Mary sat on the floor, having gotten close enough to the camera that Shawn could see the pimples on his forehead. He produced a book from the detritus scattered around him. “Now allow me to read a few passages from the German philosopher Hegel that I think will make clear my point.”

Shawn ejected the tape.

* * *

"Hey, Shawn."

Shawn looked up from his Rubik's Cube. He'd been playing with it idly for the last thirty minutes, feet on his desk, while he ruminated.

“I think I figured it out, Gus.”

“I should hope so,” Gus said. “You've had that thing since before we started school.”

Shawn frowned and put the Rubik's Cube onto a shelf behind him. “Not that. This. The case. I think I know what's behind Lassie's weird behavior.”

“You mean, apart from Lassiter himself?”

“Chief Vick is the key,” Shawn began. He smiled. “I'm 99% sure that she's running for Mayor.”

Gus sat down at his desk. He looked impressed. “That's pretty sure.”

Shawn shrugged. “There's a slim possibility that she's killed a bunch of people to cover up her involvement in prostitution, blackmail, and heroin dealing.”

Gus raised his eyebrows. “You watched L.A. Confidential last night, didn't you?”

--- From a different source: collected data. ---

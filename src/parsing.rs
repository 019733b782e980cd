use std::path::Path;

use tokio::fs;
use tracing::debug;

/// Text of a single PDF page. `number` is 0-based.
#[derive(Debug, Clone, PartialEq, Eq)]
pub struct Page {
    pub number: usize,
    pub text: String,
}

/// Extracts the text of every page that has any.
pub fn extract_pages(bytes: &[u8]) -> anyhow::Result<Vec<Page>> {
    let texts = pdf_extract::extract_text_from_mem_by_pages(bytes)?;
    let pages: Vec<Page> = texts
        .into_iter()
        .enumerate()
        .filter(|(_, text)| !text.trim().is_empty())
        .map(|(number, text)| Page { number, text })
        .collect();
    Ok(pages)
}

/// Reads a PDF from disk and extracts its pages on the blocking pool.
pub async fn parse_pdf(file_path: &Path) -> anyhow::Result<Vec<Page>> {
    let bytes = fs::read(file_path).await?;
    debug!(path = %file_path.display(), size = bytes.len(), "Extracting text from PDF");
    let pages = tokio::task::spawn_blocking(move || extract_pages(&bytes)).await??;
    debug!(path = %file_path.display(), pages = pages.len(), "Extracted text from PDF");
    Ok(pages)
}

/// Builds a small PDF with one line of Helvetica text per page.
#[cfg(test)]
pub(crate) fn test_pdf(pages: &[&str]) -> Vec<u8> {
    let font_id = 3 + 2 * pages.len();
    let mut objects: Vec<String> = vec![
        "<< /Type /Catalog /Pages 2 0 R >>".to_string(),
        format!(
            "<< /Type /Pages /Kids [{}] /Count {} >>",
            (0..pages.len())
                .map(|i| format!("{} 0 R", 3 + 2 * i))
                .collect::<Vec<_>>()
                .join(" "),
            pages.len()
        ),
    ];
    for (i, text) in pages.iter().enumerate() {
        let content = format!("BT /F1 18 Tf 72 720 Td ({}) Tj ET", text);
        objects.push(format!(
            "<< /Type /Page /Parent 2 0 R /MediaBox [0 0 612 792] /Contents {} 0 R \
             /Resources << /Font << /F1 {} 0 R >> >> >>",
            4 + 2 * i,
            font_id
        ));
        objects.push(format!(
            "<< /Length {} >>\nstream\n{}\nendstream",
            content.len(),
            content
        ));
    }
    objects.push(
        "<< /Type /Font /Subtype /Type1 /BaseFont /Helvetica /Encoding /WinAnsiEncoding >>"
            .to_string(),
    );

    let mut out = String::from("%PDF-1.4\n");
    let mut offsets = vec![];
    for (i, object) in objects.iter().enumerate() {
        offsets.push(out.len());
        out.push_str(&format!("{} 0 obj\n{}\nendobj\n", i + 1, object));
    }
    let xref_offset = out.len();
    out.push_str(&format!("xref\n0 {}\n0000000000 65535 f \n", objects.len() + 1));
    for offset in offsets {
        out.push_str(&format!("{:010} 00000 n \n", offset));
    }
    out.push_str(&format!(
        "trailer\n<< /Size {} /Root 1 0 R >>\nstartxref\n{}\n%%EOF\n",
        objects.len() + 1,
        xref_offset
    ));
    out.into_bytes()
}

“And again this morning. Guy Pierce is on my list of celebrities I get to sleep with if the chance comes up.”

“So what does Vick's possible Mayoral run have to do with Lassie?”

“Still working that out. But the important thing is that we're dealing with a case of dominos.” Shawn mimicked Mary's creepy domino-falling hand gestures.

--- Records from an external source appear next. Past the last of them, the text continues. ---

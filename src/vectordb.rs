use std::collections::HashMap;
use std::sync::Arc;

use async_trait::async_trait;
use qdrant_client::{
    Payload, Qdrant,
    qdrant::{
        Condition, CreateCollectionBuilder, CreateFieldIndexCollectionBuilder, DeletePointsBuilder,
        FieldType, Filter, NamedVectors, PointStruct, QueryPointsBuilder, SparseVectorParamsBuilder,
        SparseVectorsConfigBuilder, UpsertPointsBuilder, Value, Vector, value::Kind,
    },
};
use tracing::{debug, info, warn};
use uuid::Uuid;

use crate::{
    chain::Retriever,
    chunking::Chunk,
    embedding::{embed_text, to_sparse},
};

const SPARSE_VECTOR_NAME: &str = "text";
const UPSERT_BATCH_SIZE: usize = 256;

/// Document chunks stored in a Qdrant collection, one point per chunk with
/// payload `{document_id, page, text}`.
#[derive(Clone)]
pub struct VectorDB {
    client: Arc<Qdrant>,
    pub collection_name: String,
}

fn document_filter(document_id: i64) -> Filter {
    Filter::must([Condition::matches("document_id", document_id)])
}

fn payload_text(payload: &HashMap<String, Value>) -> Option<String> {
    match payload.get("text").and_then(|v| v.kind.as_ref()) {
        Some(Kind::StringValue(s)) => Some(s.clone()),
        _ => None,
    }
}

impl VectorDB {
    pub fn new(url: &str, api_key: Option<String>, collection_name: String) -> anyhow::Result<Self> {
        let client = Qdrant::from_url(url).api_key(api_key).build()?;
        Ok(Self {
            client: Arc::new(client),
            collection_name,
        })
    }

    pub async fn ensure_collection(&self) -> anyhow::Result<()> {
        if self.client.collection_exists(&self.collection_name).await? {
            info!("Collection {} already exists", self.collection_name);
            return Ok(());
        }
        info!("Starting to create collection {}", self.collection_name);
        let mut sparse_vector_config = SparseVectorsConfigBuilder::default();
        sparse_vector_config
            .add_named_vector_params(SPARSE_VECTOR_NAME, SparseVectorParamsBuilder::default());
        let response = self
            .client
            .create_collection(
                CreateCollectionBuilder::new(&self.collection_name)
                    .sparse_vectors_config(sparse_vector_config),
            )
            .await?;
        if !response.result {
            return Err(anyhow::anyhow!(
                "There was an error creating the Qdrant collection {}",
                self.collection_name
            ));
        }
        self.client
            .create_field_index(
                CreateFieldIndexCollectionBuilder::new(
                    &self.collection_name,
                    "document_id",
                    FieldType::Integer,
                )
                .wait(true),
            )
            .await?;
        info!("Collection {} successfully created", self.collection_name);
        Ok(())
    }

    /// Uploads embedded chunks of a document. Chunks without an embedding are skipped.
    pub async fn upload_chunks(&self, document_id: i64, chunks: Vec<Chunk>) -> anyhow::Result<usize> {
        let mut points: Vec<PointStruct> = Vec::with_capacity(chunks.len());
        for (i, chunk) in chunks.into_iter().enumerate() {
            let embedding = match chunk.embedding {
                Some(e) => e,
                None => {
                    warn!(document_id, "Chunk {} does not have an associated embedding, skipping...", i);
                    continue;
                }
            };
            let (indices, values) = to_sparse(&embedding);
            let mut payload = Payload::new();
            payload.insert("document_id", document_id);
            payload.insert("page", chunk.page as i64);
            payload.insert("text", chunk.content);
            points.push(PointStruct::new(
                Uuid::new_v4().to_string(),
                NamedVectors::default()
                    .add_vector(SPARSE_VECTOR_NAME, Vector::new_sparse(indices, values)),
                payload,
            ));
        }
        let total = points.len();
        debug!(document_id, "Starting to upload {} points to {}", total, self.collection_name);
        while !points.is_empty() {
            let rest = points.split_off(points.len().min(UPSERT_BATCH_SIZE));
            let batch = std::mem::replace(&mut points, rest);
            self.client
                .upsert_points(UpsertPointsBuilder::new(&self.collection_name, batch).wait(true))
                .await?;
        }
        info!(document_id, "Uploaded {} points", total);
        Ok(total)
    }

    /// Returns the text of the `limit` chunks of `document_id` closest to the query.
    pub async fn search(&self, document_id: i64, query: &str, limit: u64) -> anyhow::Result<Vec<String>> {
        let (indices, values) = to_sparse(&embed_text(query));
        let indices_values: Vec<(u32, f32)> = indices.into_iter().zip(values).collect();
        if indices_values.is_empty() {
            debug!(document_id, "Query has no indexable terms");
            return Ok(vec![]);
        }
        let query = QueryPointsBuilder::new(&self.collection_name)
            .query(indices_values)
            .filter(document_filter(document_id))
            .limit(limit)
            .with_payload(true)
            .using(SPARSE_VECTOR_NAME);
        let results = self.client.query(query).await?;
        let mut contents: Vec<String> = vec![];
        for point in results.result {
            match payload_text(&point.payload) {
                Some(text) => contents.push(text),
                None => warn!(document_id, "Point does not have an associated text content"),
            }
        }
        Ok(contents)
    }

    pub async fn delete_document(&self, document_id: i64) -> anyhow::Result<()> {
        self.client
            .delete_points(
                DeletePointsBuilder::new(&self.collection_name)
                    .points(document_filter(document_id))
                    .wait(true),
            )
            .await?;
        info!(document_id, "Deleted document points from {}", self.collection_name);
        Ok(())
    }

    #[cfg(test)]
    pub(crate) async fn drop_collection(&self) -> anyhow::Result<()> {
        self.client
            .delete_collection(qdrant_client::qdrant::DeleteCollectionBuilder::new(
                &self.collection_name,
            ))
            .await?;
        Ok(())
    }
}

#[async_trait]
impl Retriever for VectorDB {
    async fn retrieve(&self, document_id: i64, query: &str, limit: u64) -> anyhow::Result<Vec<String>> {
        self.search(document_id, query, limit).await
    }
}

#[cfg(test)]
mod test {
    use super::*;
    use crate::embedding::embed_chunks;

    #[test]
    fn test_payload_text() {
        let mut map = HashMap::new();
        map.insert("text".to_string(), Value::from("some chunk"));
        map.insert("page".to_string(), Value::from(2_i64));
        assert_eq!(payload_text(&map).as_deref(), Some("some chunk"));

        let mut no_text = HashMap::new();
        no_text.insert("page".to_string(), Value::from(1_i64));
        assert!(payload_text(&no_text).is_none());
    }

    #[tokio::test]
    async fn test_search_is_scoped_to_document() {
        let qdrant_url = match std::env::var("QDRANT_URL") {
            Ok(s) => s,
            Err(_) => {
                println!("Skipping test because Qdrant is not available");
                return;
            }
        };
        let collection = format!("test-pdfchat-{}", Uuid::new_v4());
        let vectordb =
            VectorDB::new(&qdrant_url, std::env::var("QDRANT_API_KEY").ok(), collection)
                .unwrap();
        vectordb.ensure_collection().await.unwrap();
        // second call is a no-op
        vectordb.ensure_collection().await.unwrap();

        let first = embed_chunks(vec![
            Chunk::new("The capybara is the largest living rodent.".to_string(), 0),
            Chunk::new("Capybaras live in South America.".to_string(), 1),
        ]);
        let second = embed_chunks(vec![Chunk::new("Capybara recipes are not included.".to_string(), 0)]);
        assert_eq!(vectordb.upload_chunks(1, first).await.unwrap(), 2);
        assert_eq!(vectordb.upload_chunks(2, second).await.unwrap(), 1);

        let hits = vectordb.search(1, "capybara rodent south america", 10).await.unwrap();
        assert_eq!(hits.len(), 2);
        assert!(hits.iter().all(|h| !h.contains("recipes")));

        vectordb.delete_document(1).await.unwrap();
        assert!(vectordb.search(1, "capybara rodent south america", 10).await.unwrap().is_empty());
        assert_eq!(vectordb.search(2, "capybara", 10).await.unwrap().len(), 1);

        vectordb.drop_collection().await.unwrap();
    }
}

Gus frowned. “You'd better start making some sense, or I am booting up this computer and playing FarmVille. My tomato crop is two days away from withering.”

“It's something Mary Lightly said.” Shawn planted his feet on the floor. “I snuck into the station and read Lassie’s secret case file. Someone drugged him and made him spend the night handcuffed to a bed in room 1863 at the Stonewall Hotel & Suites. And I resent that because it _totally_ torpedoes my plans for our anniversary.”

Gus looked at once taken aback and vaguely disturbed. “You were planning to handcuff him to a hotel bed?”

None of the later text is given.